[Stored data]
----------
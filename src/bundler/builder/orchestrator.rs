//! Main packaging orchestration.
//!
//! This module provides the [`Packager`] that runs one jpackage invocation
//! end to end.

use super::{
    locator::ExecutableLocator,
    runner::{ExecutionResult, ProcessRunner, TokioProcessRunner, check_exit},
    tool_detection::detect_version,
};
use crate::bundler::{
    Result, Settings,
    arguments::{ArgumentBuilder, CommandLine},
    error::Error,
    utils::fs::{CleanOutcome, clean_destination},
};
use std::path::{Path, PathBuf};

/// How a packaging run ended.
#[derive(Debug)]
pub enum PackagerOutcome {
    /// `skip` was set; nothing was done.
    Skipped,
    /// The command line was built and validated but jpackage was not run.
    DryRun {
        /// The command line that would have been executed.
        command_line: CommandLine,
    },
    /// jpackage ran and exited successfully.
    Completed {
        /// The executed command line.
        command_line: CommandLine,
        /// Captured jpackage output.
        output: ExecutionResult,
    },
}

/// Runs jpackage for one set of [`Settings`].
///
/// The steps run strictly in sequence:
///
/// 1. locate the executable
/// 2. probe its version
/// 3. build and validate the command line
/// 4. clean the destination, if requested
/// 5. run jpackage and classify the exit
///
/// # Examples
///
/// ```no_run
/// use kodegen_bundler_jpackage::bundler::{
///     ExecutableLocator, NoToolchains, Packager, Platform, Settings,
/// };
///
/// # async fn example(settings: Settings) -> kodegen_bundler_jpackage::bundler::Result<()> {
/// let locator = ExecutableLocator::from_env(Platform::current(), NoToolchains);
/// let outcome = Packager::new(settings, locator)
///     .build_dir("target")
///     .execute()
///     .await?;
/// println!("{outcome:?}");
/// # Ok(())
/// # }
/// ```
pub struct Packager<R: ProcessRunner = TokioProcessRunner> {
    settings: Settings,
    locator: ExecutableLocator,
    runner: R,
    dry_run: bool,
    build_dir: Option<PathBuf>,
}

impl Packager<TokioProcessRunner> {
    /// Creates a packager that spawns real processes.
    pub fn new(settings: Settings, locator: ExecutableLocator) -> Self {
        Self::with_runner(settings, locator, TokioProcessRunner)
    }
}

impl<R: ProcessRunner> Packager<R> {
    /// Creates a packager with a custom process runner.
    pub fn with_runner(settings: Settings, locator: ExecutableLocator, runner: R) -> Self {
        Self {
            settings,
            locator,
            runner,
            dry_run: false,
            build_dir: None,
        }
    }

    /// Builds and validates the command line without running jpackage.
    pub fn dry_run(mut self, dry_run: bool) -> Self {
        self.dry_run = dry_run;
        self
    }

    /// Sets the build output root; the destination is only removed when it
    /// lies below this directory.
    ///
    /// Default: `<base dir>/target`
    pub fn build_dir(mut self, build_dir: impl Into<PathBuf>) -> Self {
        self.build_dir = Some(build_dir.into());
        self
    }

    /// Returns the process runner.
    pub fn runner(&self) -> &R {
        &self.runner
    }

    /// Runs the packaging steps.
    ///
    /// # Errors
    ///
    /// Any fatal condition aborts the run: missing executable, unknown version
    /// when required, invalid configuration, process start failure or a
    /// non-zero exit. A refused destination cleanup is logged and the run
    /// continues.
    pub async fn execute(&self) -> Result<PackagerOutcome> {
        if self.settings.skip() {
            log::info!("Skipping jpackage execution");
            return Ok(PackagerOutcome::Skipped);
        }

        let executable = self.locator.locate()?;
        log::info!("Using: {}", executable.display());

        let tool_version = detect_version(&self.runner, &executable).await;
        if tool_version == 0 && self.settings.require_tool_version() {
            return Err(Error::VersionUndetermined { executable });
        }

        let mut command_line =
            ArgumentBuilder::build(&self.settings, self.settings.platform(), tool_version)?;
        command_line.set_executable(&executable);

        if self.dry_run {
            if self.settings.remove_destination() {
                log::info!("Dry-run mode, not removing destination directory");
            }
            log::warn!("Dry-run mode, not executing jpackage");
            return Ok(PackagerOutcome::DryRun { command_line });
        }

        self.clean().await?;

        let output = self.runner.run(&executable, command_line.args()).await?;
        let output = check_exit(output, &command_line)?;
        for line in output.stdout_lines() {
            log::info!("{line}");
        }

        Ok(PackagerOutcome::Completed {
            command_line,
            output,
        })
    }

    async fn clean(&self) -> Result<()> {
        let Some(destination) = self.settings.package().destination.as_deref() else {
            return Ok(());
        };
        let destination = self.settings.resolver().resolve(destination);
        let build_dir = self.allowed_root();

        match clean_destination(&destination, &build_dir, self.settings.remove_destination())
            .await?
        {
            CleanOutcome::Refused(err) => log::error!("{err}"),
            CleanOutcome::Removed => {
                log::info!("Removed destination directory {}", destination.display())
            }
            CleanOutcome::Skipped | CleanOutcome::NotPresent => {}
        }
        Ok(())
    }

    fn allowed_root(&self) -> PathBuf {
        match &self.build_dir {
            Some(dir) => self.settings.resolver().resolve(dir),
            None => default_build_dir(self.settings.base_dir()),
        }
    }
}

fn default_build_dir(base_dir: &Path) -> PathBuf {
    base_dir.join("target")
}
----------
§ Work request
What you return must match the records exactly, line for line.

§ Written solution
filename src/bundler/builder/orchestrator.rs
//! Main packaging orchestration.
//!
//! This module provides the [`Packager`] that runs one jpackage invocation
//! end to end.

use super::{
    locator::ExecutableLocator,
    runner::{ExecutionResult, ProcessRunner, TokioProcessRunner, check_exit},
    tool_detection::detect_version,
};
use crate::bundler::{
    Result, Settings,
    arguments::{ArgumentBuilder, CommandLine},
    error::Error,
    utils::fs::{CleanOutcome, clean_destination},
};
use std::path::{Path, PathBuf};

/// How a packaging run ended.
#[derive(Debug)]
pub enum PackagerOutcome {
    /// `skip` was set; nothing was done.
    Skipped,
    /// The command line was built and validated but jpackage was not run.
    DryRun {
        /// The command line that would have been executed.
        command_line: CommandLine,
    },
    /// jpackage ran and exited successfully.
    Completed {
        /// The executed command line.
        command_line: CommandLine,
        /// Captured jpackage output.
        output: ExecutionResult,
    },
}

/// Runs jpackage for one set of [`Settings`].
///
/// The steps run strictly in sequence:
///
/// 1. locate the executable
/// 2. probe its version
/// 3. build and validate the command line
/// 4. clean the destination, if requested
/// 5. run jpackage and classify the exit
///
/// # Examples
///
/// ```no_run
/// use kodegen_bundler_jpackage::bundler::{
///     ExecutableLocator, NoToolchains, Packager, Platform, Settings,
/// };
///
/// # async fn example(settings: Settings) -> kodegen_bundler_jpackage::bundler::Result<()> {
/// let locator = ExecutableLocator::from_env(Platform::current(), NoToolchains);
/// let outcome = Packager::new(settings, locator)
///     .build_dir("target")
///     .execute()
///     .await?;
/// println!("{outcome:?}");
/// # Ok(())
/// # }
/// ```
pub struct Packager<R: ProcessRunner = TokioProcessRunner> {
    settings: Settings,
    locator: ExecutableLocator,
    runner: R,
    dry_run: bool,
    build_dir: Option<PathBuf>,
}

impl Packager<TokioProcessRunner> {
    /// Creates a packager that spawns real processes.
    pub fn new(settings: Settings, locator: ExecutableLocator) -> Self {
        Self::with_runner(settings, locator, TokioProcessRunner)
    }
}

impl<R: ProcessRunner> Packager<R> {
    /// Creates a packager with a custom process runner.
    pub fn with_runner(settings: Settings, locator: ExecutableLocator, runner: R) -> Self {
        Self {
            settings,
            locator,
            runner,
            dry_run: false,
            build_dir: None,
        }
    }

    /// Builds and validates the command line without running jpackage.
    pub fn dry_run(mut self, dry_run: bool) -> Self {
        self.dry_run = dry_run;
        self
    }

    /// Sets the build output root; the destination is only removed when it
    /// lies below this directory.
    ///
    /// Default: `<base dir>/target`
    pub fn build_dir(mut self, build_dir: impl Into<PathBuf>) -> Self {
        self.build_dir = Some(build_dir.into());
        self
    }

    /// Returns the process runner.
    pub fn runner(&self) -> &R {
        &self.runner
    }

    /// Runs the packaging steps.
    ///
    /// # Errors
    ///
    /// Any fatal condition aborts the run: missing executable, unknown version
    /// when required, invalid configuration, process start failure or a
    /// non-zero exit. A refused destination cleanup is logged and the run
    /// continues.
    pub async fn execute(&self) -> Result<PackagerOutcome> {
        if self.settings.skip() {
            log::info!("Skipping jpackage execution");
            return Ok(PackagerOutcome::Skipped);
        }

        let executable = self.locator.locate()?;
        log::info!("Using: {}", executable.display());

        let tool_version = detect_version(&self.runner, &executable).await;
        if tool_version == 0 && self.settings.require_tool_version() {
            return Err(Error::VersionUndetermined { executable });
        }

        let mut command_line =
            ArgumentBuilder::build(&self.settings, self.settings.platform(), tool_version)?;
        command_line.set_executable(&executable);

        if self.dry_run {
            if self.settings.remove_destination() {
                log::info!("Dry-run mode, not removing destination directory");
            }
            log::warn!("Dry-run mode, not executing jpackage");
            return Ok(PackagerOutcome::DryRun { command_line });
        }

        self.clean().await?;

        let output = self.runner.run(&executable, command_line.args()).await?;
        let output = check_exit(output, &command_line)?;
        for line in output.stdout_lines() {
            log::info!("{line}");
        }

        Ok(PackagerOutcome::Completed {
            command_line,
            output,
        })
    }

    async fn clean(&self) -> Result<()> {
        let Some(destination) = self.settings.package().destination.as_deref() else {
            return Ok(());
        };
        let destination = self.settings.resolver().resolve(destination);
        let build_dir = self.allowed_root();

        match clean_destination(&destination, &build_dir, self.settings.remove_destination())
            .await?
        {
            CleanOutcome::Refused(err) => log::error!("{err}"),
            CleanOutcome::Removed => {
                log::info!("Removed destination directory {}", destination.display())
            }
            CleanOutcome::Skipped | CleanOutcome::NotPresent => {}
        }
        Ok(())
    }

    fn allowed_root(&self) -> PathBuf {
        match &self.build_dir {
            Some(dir) => self.settings.resolver().resolve(dir),
            None => default_build_dir(self.settings.base_dir()),
        }
    }
}

fn default_build_dir(base_dir: &Path) -> PathBuf {
    base_dir.join("target")
}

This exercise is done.